The inner city mom who smokes daily marijuana to unwind, with three kids who are disruptive, chaotic in school, etc-- society has really nothing to offer her.  But it can't let her fester, because eventually there will be a full scale revolution.  So it funnels her and her kids and everyone else like her into psychiatry.

Whether she "actually" has "mental illness" or not is besides the point.  Without the infrastructure of psychiatry, hers would be an exclusively social problem with no solution.  But with the infrastructure of society, her problem is no longer a social problem, and no longer the purview of the government (or fellow man, etc)--it is a medical problem.

Consider that one of the fastest ways for this woman to get welfare-- and ultimately social security-- is for her to go through psychiatry. 

So, too, the angry, the violent, the frustrated... 

Hence, discussions about whether mental illness reduces culpability are red herrings. It's about reducing culpability, it's about reducing society's obligation to deal with it.

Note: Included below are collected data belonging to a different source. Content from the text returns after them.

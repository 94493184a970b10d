// ABOUTME: Tool trait, execution context and results shared by the assistants and MCP
// ABOUTME: Tools wrap the entity managers behind typed arguments and text summaries
//
// SPDX-License-Identifier: MIT OR Apache-2.0
// Copyright (c) 2025 Pierre Fitness Intelligence

//! # Tools
//!
//! A tool is a named, schema-described async function the model (or an MCP
//! client) may invoke. Tools are grouped into registries:
//!
//! - [`ToolRegistry::chef`]: meal planning, recipes and shopping
//! - [`ToolRegistry::coach`]: sessions, weight and habit logs
//! - [`ToolRegistry::all`]: both, exposed over MCP

/// Tool implementations
pub mod implementations;
/// Tool lookup and invocation
pub mod registry;

pub use registry::{ToolOutcome, ToolRegistry};

use async_trait::async_trait;
use serde::de::DeserializeOwned;
use serde::Serialize;
use serde_json::Value;

use crate::database::Database;
use crate::errors::{AppError, AppResult};
use crate::mcp::schema::JsonSchema;

/// State available to a running tool
#[derive(Clone)]
pub struct ToolExecutionContext {
    /// Storage
    pub database: Database,
    /// Instance the conversation is bound to (coach conversations)
    pub instance: Option<String>,
}

impl ToolExecutionContext {
    /// Context with no bound instance
    #[must_use]
    pub const fn new(database: Database) -> Self {
        Self {
            database,
            instance: None,
        }
    }

    /// Context bound to a calendar instance
    #[must_use]
    pub fn for_instance(database: Database, instance: impl Into<String>) -> Self {
        Self {
            database,
            instance: Some(instance.into()),
        }
    }

    /// Explicit instance argument, falling back to the bound instance
    ///
    /// # Errors
    ///
    /// Returns a missing-field error if neither is present
    pub fn resolve_instance(&self, explicit: Option<String>) -> AppResult<String> {
        explicit
            .filter(|i| !i.trim().is_empty())
            .or_else(|| self.instance.clone())
            .ok_or_else(|| AppError::missing_field("instance"))
    }
}

/// Successful tool output
#[derive(Debug, Clone, PartialEq)]
pub struct ToolResult {
    /// Plain-text rendering fed back to the model
    pub text: String,
    /// Structured payload for MCP clients
    pub data: Option<Value>,
}

impl ToolResult {
    /// Text-only result
    pub fn text(text: impl Into<String>) -> Self {
        Self {
            text: text.into(),
            data: None,
        }
    }

    /// Text result with a structured payload
    ///
    /// # Errors
    ///
    /// Returns an error if the payload cannot be serialized
    pub fn with_data<T: Serialize>(text: impl Into<String>, data: &T) -> AppResult<Self> {
        Ok(Self {
            text: text.into(),
            data: Some(serde_json::to_value(data)?),
        })
    }
}

/// A callable tool
#[async_trait]
pub trait McpTool: Send + Sync {
    /// Unique tool name
    fn name(&self) -> &'static str;

    /// What the tool does, shown to the model
    fn description(&self) -> &'static str;

    /// Argument schema
    fn input_schema(&self) -> JsonSchema;

    /// Run the tool
    ///
    /// # Errors
    ///
    /// Returns an error if arguments are invalid or the underlying operation fails
    async fn execute(&self, args: Value, ctx: &ToolExecutionContext) -> AppResult<ToolResult>;
}

/// Deserialize tool arguments into a typed parameter struct
///
/// A missing or `null` argument object is treated as `{}`.
///
/// # Errors
///
/// Returns an invalid-input error naming the tool if deserialization fails
pub fn parse_args<T: DeserializeOwned>(tool: &str, args: Value) -> AppResult<T> {
    let args = if args.is_null() {
        Value::Object(serde_json::Map::new())
    } else {
        args
    };
    serde_json::from_value(args)
        .map_err(|e| AppError::invalid_input(format!("Invalid arguments for {tool}: {e}")))
}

Society is basically saying this (I'll quote myself):

...if they're poor or unintelligent, we will never be able to alter their chaotic environment, increase their insight or improve their judgment.    However, such massive societal failure can not be confronted head on;  we must leave them with the illusion that behavior is not entirely under volitional control; that their circumstances are independent of their will; that their inability to progress, and our inability to help them isn't their (or our) fault; that all men are not created equal.  Because without the buffer psychiatry offers, they will demand communism.